Our findings have a number of clinical implications. Firstly, temporal devices have no place as a substitute or screening tool for temperature measurements. Secondly, the tympanic thermometer has reached a level of accuracy where it can be used as a screening tool for detecting fever, with an AUC of 0.97 and more than 95% of all children with fever will be detected if the cut point for tympanic measurement is 37.8 °C. It should be considered, however, that there will still be 5% of the children who are not detected. This means, that an approach of screening all children with the tympanic device and continue with a rectal measurement if the screening is positive would result in that less than half of the children would need a rectal measurement. Thirdly, the usefulness of tympanic temperature to measure the exact temperature is less convincing and the clinicians must accept a limits of agreement range of around +/− 1 °C, which is too wide for clinical use, where a range of less than +/− 0.5 °C has been considered acceptable [13].
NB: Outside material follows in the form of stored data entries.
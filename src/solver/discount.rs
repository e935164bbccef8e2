//! Net present value of a dated cash flow series

use crate::cashflow::CashFlowSeries;
use crate::error::{XirrError, XirrResult};

/// Day count for one compounding year (fixed 365-day convention)
pub const DAYS_PER_YEAR: f64 = 365.0;

/// NPV of the series at an annual rate
///
/// `npv(r) = Σ amount_i / (1 + r)^(days_i / 365)`
pub fn npv(series: &CashFlowSeries, rate: f64) -> XirrResult<f64> {
    check_domain(rate)?;
    Ok(npv_at_rate(series, rate))
}

/// Derivative of the NPV with respect to the rate
///
/// `npv'(r) = Σ -amount_i · t_i / (1 + r)^(t_i + 1)` with `t_i = days_i / 365`
pub fn npv_derivative(series: &CashFlowSeries, rate: f64) -> XirrResult<f64> {
    check_domain(rate)?;
    Ok(npv_and_derivative(series, rate).1)
}

/// Reject rates where `1 + rate` is not positive
pub(crate) fn check_domain(rate: f64) -> XirrResult<()> {
    if rate.is_finite() && 1.0 + rate > 0.0 {
        Ok(())
    } else {
        Err(XirrError::Domain { rate })
    }
}

/// Calculate NPV and its derivative in one pass. `rate` must be > -1.
pub(crate) fn npv_and_derivative(series: &CashFlowSeries, rate: f64) -> (f64, f64) {
    let base = 1.0 + rate;
    let mut npv = 0.0;
    let mut dnpv = 0.0;

    for (amount, days) in series.flows() {
        let t = days / DAYS_PER_YEAR;
        let discount = base.powf(-t);
        npv += amount * discount;
        dnpv -= amount * t * discount / base;
    }

    (npv, dnpv)
}

/// Calculate NPV at a rate. `rate` must be > -1.
pub(crate) fn npv_at_rate(series: &CashFlowSeries, rate: f64) -> f64 {
    let base = 1.0 + rate;
    series
        .flows()
        .map(|(amount, days)| amount * base.powf(-days / DAYS_PER_YEAR))
        .sum()
}

/// NPV magnitude per unit of gross cash flow
pub(crate) fn normalized_residual(series: &CashFlowSeries, npv: f64) -> f64 {
    npv.abs() / series.gross_flow()
}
The strength of the current study is that it is a comprehensive real-life pragmatic study with sub-analyses in different age groups. Furthermore, in contrast to most of the published studies, it was analyzed with appropriate statistical methods, including Bland-Altman analysis [19, 20]. The study is weakened by the fact that the patients were not consecutively included, only when time allowed. Only 39% had fever, which limits the analysis, even though this is partially compensated by the high number of participants. Since the study was performed anonymously, no comparison was possible between the participating and non-participating children to assess selection bias. Furthermore, the order of temperature measurements was the same throughout the study: temporal, tympanic and rectal. We did so to reduce the risk of crying which could influence the temporal measurements. The procedure might introduce a bias however, if the temperature lowered during the examination. We tried to avoid this by undressing the child partially and only for a short time after the two other measurements had been performed. Finally, in accordance with the vast majority of other studies, and since our clinical guidelines and everyday clinical practice base on rectal measurements, we chose the rectal temperature as the gold standard to represent the core temperature. It has been questioned whether the rectal temperature represents the true core temperature better than the tympanic temperature [1]. Our study design does not address this question, instead merely examining whether the alternatives could replace the well-established rectal method.
The examined ear device is useful for screening purposes, but there is still room for improvement. We encourage the continued search for and development of new methods and technologies to replace the inconvenience of the rectal thermometer. For each new device developed, it is crucial to evaluate the accuracy in a clinical setting by using sufficient numbers of patients and appropriate methods for comparison.